Today we visited Pain Sar, a Lahu village located 26 miles north of Lashio, Myanmar. Highly agricultural, this village of 52 households and 320 people is struggling mightily to improve their life situation.

With help from a European organization they now have a very nice pre-school for their 30 children aged 3 to 5. They also have a post-primary school for their 50 children in grades 1 to 8. Beyond that, they are very proud that ten of their children now travel to a nearby town to attend high school. And, more than 10 of their young people have completed university. I met one of them, a very smart young woman. Unfortunately, most of these educated children now live elsewhere and have not returned to help the village improve its economy.

As we met with the village leaders it became readily apparent that their challenges are not with education, but with agriculture.

The vast majority of their economy is based on growing corn and selling it to the Chinese. Being poor, these villagers they cannot even afford the cost of seeds, so the Chinese loan them money for that – at very high interest rates. Then, upon harvest, the price they receive for their corn is hardly enough to cover their interest costs and leave them enough money to meet their basic survival needs. To compound that problem, last year the seeds they bought from a Myanmar company turned out to be defective resulting in a very poor crop – with no recourse to the seller of the seed. Quite frankly, it looks to me like these good people are caught in an “economic vise.”

They have to borrow money to get the seeds for planting their main crop (averaging about $200 per family), take all the risks of growing that crop, and then sell to a buyer that sets the price of the end product. Egad! No wonder they are poor.

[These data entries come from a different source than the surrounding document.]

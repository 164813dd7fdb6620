//! Configuration types for the Sen.se API client.
//!
//! # Overview
//!
//! - [`SenseConfig`]: The configuration consumed by the HTTP client
//! - [`SenseConfigBuilder`]: A builder for constructing [`SenseConfig`] instances
//! - [`ApiKey`]: A validated API key newtype
//! - [`ApiSecret`]: A validated shared secret with masked debug output
//! - [`ApiUrl`]: A validated API base URL
//!
//! # Example
//!
//! ```rust
//! use sense_api::{SenseConfig, ApiKey};
//!
//! let config = SenseConfig::builder()
//!     .api_key(ApiKey::new("my-api-key").unwrap())
//!     .build()
//!     .unwrap();
//!
//! assert_eq!(config.api_url().as_ref(), "https://sen.se/api/v2");
//! ```

mod newtypes;

pub use newtypes::{ApiKey, ApiSecret, ApiUrl, DEFAULT_API_URL};

use crate::error::ConfigError;

/// Configuration for the Sen.se API client.
///
/// The configuration is read, never mutated, while requests are in flight.
/// Build a new one to change credentials or endpoint.
///
/// # Authentication
///
/// When only an [`ApiKey`] is configured, requests carry a static token.
/// When an [`ApiSecret`] is configured as well, the token is signed with
/// HMAC-SHA256 (see [`crate::auth::Credentials`]).
#[derive(Clone, Debug, Default)]
pub struct SenseConfig {
    api_url: ApiUrl,
    api_key: Option<ApiKey>,
    api_secret: Option<ApiSecret>,
    user_agent_prefix: Option<String>,
}

impl SenseConfig {
    /// Creates a new builder for constructing a `SenseConfig`.
    #[must_use]
    pub fn builder() -> SenseConfigBuilder {
        SenseConfigBuilder::new()
    }

    /// Returns the API base URL.
    #[must_use]
    pub const fn api_url(&self) -> &ApiUrl {
        &self.api_url
    }

    /// Returns the API key, if configured.
    #[must_use]
    pub const fn api_key(&self) -> Option<&ApiKey> {
        self.api_key.as_ref()
    }

    /// Returns the shared secret, if configured.
    #[must_use]
    pub const fn api_secret(&self) -> Option<&ApiSecret> {
        self.api_secret.as_ref()
    }

    /// Returns the user agent prefix, if configured.
    #[must_use]
    pub fn user_agent_prefix(&self) -> Option<&str> {
        self.user_agent_prefix.as_deref()
    }
}

// Verify SenseConfig is Send + Sync at compile time
const _: fn() = || {
    const fn assert_send_sync<T: Send + Sync>() {}
    assert_send_sync::<SenseConfig>();
};

/// Builder for constructing [`SenseConfig`] instances.
///
/// # Defaults
///
/// - `api_url`: `https://sen.se/api/v2`
/// - `api_key`: `None` (requests are sent unauthenticated)
/// - `api_secret`: `None`
/// - `user_agent_prefix`: `None`
///
/// # Example
///
/// ```rust
/// use sense_api::{SenseConfig, ApiKey, ApiSecret, ApiUrl};
///
/// let config = SenseConfig::builder()
///     .api_url(ApiUrl::new("http://127.0.0.1:8200/api/v2").unwrap())
///     .api_key(ApiKey::new("key").unwrap())
///     .api_secret(ApiSecret::new("secret").unwrap())
///     .user_agent_prefix("MyApp/1.0")
///     .build()
///     .unwrap();
/// ```
#[derive(Debug, Default)]
pub struct SenseConfigBuilder {
    api_url: Option<ApiUrl>,
    api_key: Option<ApiKey>,
    api_secret: Option<ApiSecret>,
    user_agent_prefix: Option<String>,
}

impl SenseConfigBuilder {
    /// Creates a new builder with default values.
    #[must_use]
    pub fn new() -> Self {
        Self::default()
    }

    /// Sets the API base URL.
    #[must_use]
    pub fn api_url(mut self, url: ApiUrl) -> Self {
        self.api_url = Some(url);
        self
    }

    /// Sets the API key.
    #[must_use]
    pub fn api_key(mut self, key: ApiKey) -> Self {
        self.api_key = Some(key);
        self
    }

    /// Sets the shared secret used to sign the API key.
    #[must_use]
    pub fn api_secret(mut self, secret: ApiSecret) -> Self {
        self.api_secret = Some(secret);
        self
    }

    /// Sets the user agent prefix for HTTP requests.
    #[must_use]
    pub fn user_agent_prefix(mut self, prefix: impl Into<String>) -> Self {
        self.user_agent_prefix = Some(prefix.into());
        self
    }

    /// Builds the [`SenseConfig`].
    ///
    /// # Errors
    ///
    /// Returns [`ConfigError::EmptyApiKey`] if a secret is configured without
    /// a key to sign.
    pub fn build(self) -> Result<SenseConfig, ConfigError> {
        if self.api_secret.is_some() && self.api_key.is_none() {
            return Err(ConfigError::EmptyApiKey);
        }

        Ok(SenseConfig {
            api_url: self.api_url.unwrap_or_default(),
            api_key: self.api_key,
            api_secret: self.api_secret,
            user_agent_prefix: self.user_agent_prefix,
        })
    }
}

These issues go well beyond my expertise, but it looks to me like they have at least a couple of options to pursue if they are to find a way out of this viscous cycle.

My first thought is an agricultural cooperative so the farmers can aggregate their resources and work towards an economic power balance with the Chinese. I will look for some resources for them in this regard, as will my colleagues here in Myanmar. Perhaps with some skilled coaching they can begin to move in this direction.

The second possibility centers around the notion of value added. The Chinese are buying the raw product (corn) from the villagers and then turning it into value added products, namely oil, meal, and snacks. That is where the “real money” is made – value added to the raw product.

Once again, not my area of expertise, but it seems to me that exploration into these opportunities is a necessity. Perhaps, in a cooperative venture, they can set aside a very small percentage of their crop, say 3%, and begin some experimentation into the value added opportunities with the lowest barriers to entry. I have seen several local villages with the ability to process rice into rice flour. So, why not experiment with making corn meal, and perhaps some additional products made from that meal?

Apparently, this line of thinking is fresh to them. So, we talked about how the good thinking that had enabled them to develop their village to its current state was not necessarily the thinking that would help them get to a better economy for their children’s future. They need to engage some other people, including their educated young people, to tackle the economic issues they face and move towards a better future.

I would love to find the expertise these fine, hard working people really need to help themselves move ahead. Who can help us with this?